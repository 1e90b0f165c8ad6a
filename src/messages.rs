// The inputs the canvas reacts to and the events it reports back to its host.

use serde::{Deserialize, Serialize};

use crate::canvas::hit::HitTarget;
use crate::canvas::viewport::Viewport;
use crate::error::RejectionReason;
use crate::models::{Connection, ConnectorRef, Node, Position, WorkflowSnapshot};
use crate::node_builder::NodeSpec;
use crate::session::SessionKind;

#[derive(Debug, Clone)]
pub enum Message {
    // Pointer input (screen coordinates)
    PointerDown { target: HitTarget, screen: Position },
    PointerMove { screen: Position },
    PointerUp { target: HitTarget, screen: Position },
    /// Abandon whatever session is active (Escape, pointercancel, teardown).
    CancelSession,

    // Viewport
    ZoomIn,
    ZoomOut,
    Wheel { delta_y: f64, screen: Position },
    SetViewportOrigin { origin: Position },

    // Graph editing
    AutoLayout { container_width: f64 },
    AddNode { spec: NodeSpec },
    DeleteNode { node_id: String },
    DeleteConnection { connection_id: String },
    RequestAddNodeOnConnection { connection_id: String },
    SetNodeDisabled { node_id: String, disabled: bool },
    SetNodeProcessing { node_id: String, processing: bool },
    LoadSnapshot(WorkflowSnapshot),
}

/// Everything the host may want to hear about, in the order it happened.
#[derive(Debug, Clone, PartialEq, Serialize, Deserialize)]
#[serde(tag = "event", rename_all = "camelCase")]
pub enum CanvasEvent {
    #[serde(rename_all = "camelCase")]
    NodeMoved { node_id: String, position: Position },
    #[serde(rename_all = "camelCase")]
    NodeDragStarted { node_id: String },
    #[serde(rename_all = "camelCase")]
    NodeDragEnded { node_id: String },
    #[serde(rename_all = "camelCase")]
    NodeClicked { node_id: String },
    ConnectionCreated { connection: Connection },
    ConnectionCreationRejected {
        reason: RejectionReason,
        from: ConnectorRef,
        to: ConnectorRef,
    },
    #[serde(rename_all = "camelCase")]
    ConnectionDeleted { connection_id: String },
    NodeAdded { node: Node },
    #[serde(rename_all = "camelCase")]
    NodeDeleted { node_id: String },
    #[serde(rename_all = "camelCase")]
    AddNodeOnConnectionRequested { connection_id: String },
    ViewportChanged { viewport: Viewport },
    SessionStarted { kind: SessionKind },
    SessionEnded { kind: SessionKind },
}

impl CanvasEvent {
    /// Name a host subscribes to, matching the serialized `event` tag.
    pub fn name(&self) -> &'static str {
        match self {
            CanvasEvent::NodeMoved { .. } => "nodeMoved",
            CanvasEvent::NodeDragStarted { .. } => "nodeDragStarted",
            CanvasEvent::NodeDragEnded { .. } => "nodeDragEnded",
            CanvasEvent::NodeClicked { .. } => "nodeClicked",
            CanvasEvent::ConnectionCreated { .. } => "connectionCreated",
            CanvasEvent::ConnectionCreationRejected { .. } => "connectionCreationRejected",
            CanvasEvent::ConnectionDeleted { .. } => "connectionDeleted",
            CanvasEvent::NodeAdded { .. } => "nodeAdded",
            CanvasEvent::NodeDeleted { .. } => "nodeDeleted",
            CanvasEvent::AddNodeOnConnectionRequested { .. } => "addNodeOnConnectionRequested",
            CanvasEvent::ViewportChanged { .. } => "viewportChanged",
            CanvasEvent::SessionStarted { .. } => "sessionStarted",
            CanvasEvent::SessionEnded { .. } => "sessionEnded",
        }
    }
}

## TO DO:
In the records, which lines use the word "ConnectionCreationRejected"? Report them.

## YOUR SOLUTION:
    ConnectionCreationRejected {
            CanvasEvent::ConnectionCreationRejected { .. } => "connectionCreationRejected",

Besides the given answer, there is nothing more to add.